En 1980, Robert Redford n’est pas rien. Le beau gosse à succès du cinéma américain (depuis « Butch Cassidy & the Sundance Kid » qui l’a révélé jusqu’à son dernier en date, le carcéral « Brubaker », et entre les deux une litanie de classiques), le gendre idéal d’une Amérique qui s’émancipe, bouscule et casse les codes …

Hutton & Redford

Pour son premier film derrière la caméra, Redford va mettre en images le premier bouquin de la romancière Judith Guest, « Ordinary people » (également titre du film en V.O.), via une adaptation par le scénariste Alvin Sargent.
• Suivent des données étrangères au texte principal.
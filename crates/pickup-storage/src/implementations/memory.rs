//! In-memory storage backend implementation for the pickup service.
//!
//! This module provides a memory-based implementation of the StorageInterface trait,
//! useful for testing and single-process deployments where persistence is not required.

use crate::{
	AccountEffect, ExpiryCursor, StorageError, StorageFactory, StorageInterface,
	StorageRegistry, TransitionOutcome,
};
use async_trait::async_trait;
use chrono::{DateTime, Utc};
use pickup_types::{
	Account, ConfigSchema, ImplementationRegistry, Order, OrderStatus, Schema, TransitionFields,
	ValidationError,
};
use std::collections::{BTreeSet, HashMap};
use std::ops::Bound;
use std::sync::Arc;
use tokio::sync::RwLock;

#[derive(Debug, Default)]
struct MemoryState {
	orders: HashMap<String, Order>,
	/// Unique index from pickup token to order id.
	tokens: HashMap<String, String>,
	/// Pending orders by `(expires_at, id)`.
	pending: BTreeSet<(DateTime<Utc>, String)>,
	accounts: HashMap<String, Account>,
}

/// In-memory storage implementation.
///
/// All collections live behind one read-write lock. Every mutation runs
/// entirely inside a single write-lock critical section with no await
/// point, which makes a transition and its account effect atomic for this
/// process.
pub struct MemoryStorage {
	/// The in-memory state protected by a read-write lock.
	state: Arc<RwLock<MemoryState>>,
}

impl MemoryStorage {
	/// Creates a new MemoryStorage instance.
	pub fn new() -> Self {
		Self {
			state: Arc::new(RwLock::new(MemoryState::default())),
		}
	}
}

impl Default for MemoryStorage {
	fn default() -> Self {
		Self::new()
	}
}

#[async_trait]
impl StorageInterface for MemoryStorage {
	async fn create_order(&self, order: &Order) -> Result<(), StorageError> {
		let mut state = self.state.write().await;
		if state.tokens.contains_key(&order.qr_token) {
			return Err(StorageError::DuplicateToken);
		}
		if state.orders.contains_key(&order.id) {
			return Err(StorageError::AlreadyExists(order.id.clone()));
		}
		state
			.tokens
			.insert(order.qr_token.clone(), order.id.clone());
		if order.status == OrderStatus::Pending {
			state
				.pending
				.insert((order.expires_at, order.id.clone()));
		}
		state.orders.insert(order.id.clone(), order.clone());
		Ok(())
	}

	async fn get_order(&self, order_id: &str) -> Result<Order, StorageError> {
		let state = self.state.read().await;
		state
			.orders
			.get(order_id)
			.cloned()
			.ok_or(StorageError::NotFound)
	}

	async fn find_by_token(&self, token: &str) -> Result<Order, StorageError> {
		let state = self.state.read().await;
		state
			.tokens
			.get(token)
			.and_then(|order_id| state.orders.get(order_id))
			.cloned()
			.ok_or(StorageError::NotFound)
	}

	async fn try_transition(
		&self,
		order_id: &str,
		expected: OrderStatus,
		new: OrderStatus,
		fields: &TransitionFields,
		effect: Option<AccountEffect>,
	) -> Result<TransitionOutcome, StorageError> {
		let mut guard = self.state.write().await;
		let state = &mut *guard;
		let order = state
			.orders
			.get_mut(order_id)
			.ok_or(StorageError::NotFound)?;

		if order.status != expected {
			return Ok(TransitionOutcome::Conflict(order.clone()));
		}

		if expected == OrderStatus::Pending {
			state
				.pending
				.remove(&(order.expires_at, order.id.clone()));
		}
		order.status = new;
		fields.apply(order);

		let account = effect.map(|effect| {
			let account = state
				.accounts
				.entry(order.account_id.clone())
				.or_insert_with(|| Account::new(order.account_id.as_str()));
			effect.apply(account);
			account.clone()
		});
		Ok(TransitionOutcome::Applied {
			order: order.clone(),
			account,
		})
	}

	async fn find_expired_pending(
		&self,
		now: DateTime<Utc>,
		after: Option<&ExpiryCursor>,
		limit: usize,
	) -> Result<Vec<Order>, StorageError> {
		let state = self.state.read().await;
		let start = match after {
			Some(cursor) => Bound::Excluded((cursor.expires_at, cursor.order_id.clone())),
			None => Bound::Unbounded,
		};
		Ok(state
			.pending
			.range((start, Bound::Unbounded))
			.take_while(|(expires_at, _)| *expires_at <= now)
			.filter_map(|(_, order_id)| state.orders.get(order_id))
			.take(limit)
			.cloned()
			.collect())
	}

	async fn get_account(&self, account_id: &str) -> Result<Account, StorageError> {
		let state = self.state.read().await;
		Ok(state
			.accounts
			.get(account_id)
			.cloned()
			.unwrap_or_else(|| Account::new(account_id)))
	}

	fn config_schema(&self) -> Box<dyn ConfigSchema> {
		Box::new(MemoryStorageSchema)
	}
}

/// Configuration schema for MemoryStorage.
pub struct MemoryStorageSchema;

impl ConfigSchema for MemoryStorageSchema {
	fn validate(&self, config: &toml::Value) -> Result<(), ValidationError> {
		// Memory storage has no configuration
		let schema = Schema::new(vec![], vec![]);
		schema.validate(config)
	}
}

/// Factory function to create a memory storage backend from configuration.
pub fn create_storage(config: &toml::Value) -> Result<Box<dyn StorageInterface>, StorageError> {
	MemoryStorageSchema
		.validate(config)
		.map_err(|e| StorageError::Configuration(e.to_string()))?;
	Ok(Box::new(MemoryStorage::new()))
}

/// Registry for the memory storage implementation.
pub struct Registry;

impl ImplementationRegistry for Registry {
	const NAME: &'static str = "memory";
	type Factory = StorageFactory;

	fn factory() -> Self::Factory {
		create_storage
	}
}

impl StorageRegistry for Registry {}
Le film de Redford fera passer le bouquin de joli succès de librairie à best seller majeur et une des références de la littérature américaine de la seconde moitié du XXème siècle.

Je sais pas si Redford ruminait depuis longtemps son envie d’être réalisateur, ni si son public l’attendait dans cet exercice. Toujours est-il que le succès critique et dans les salles de « Ordinary people », et les Oscars glanés l’année suivante (production, scénario, réalisation et meilleur second rôle masculin pour le débutant Timothy Hutton) ne risquaient pas de lui faire regretter son choix.

« Ordinary people », c’est un drame. Psychologique. Et un drame psychologique vrai de vrai. Zéro aparté ou disgression qui pourraient faire esquisser un sourire. On est dans le noir c’est noir pendant deux heures. Et je vais vous faire un aveu, j’ai fini par trouver le temps long. C’est bien filmé (d’une façon très académique, mais bien filmé quand même), et les acteurs sont bons (de toute façon quand on prend Donald Sutherland pour jouer un père la tête dans le sac et qu’il nous fait sa mine de chien battu des grands jours, on y croit à son personnage et à son histoire).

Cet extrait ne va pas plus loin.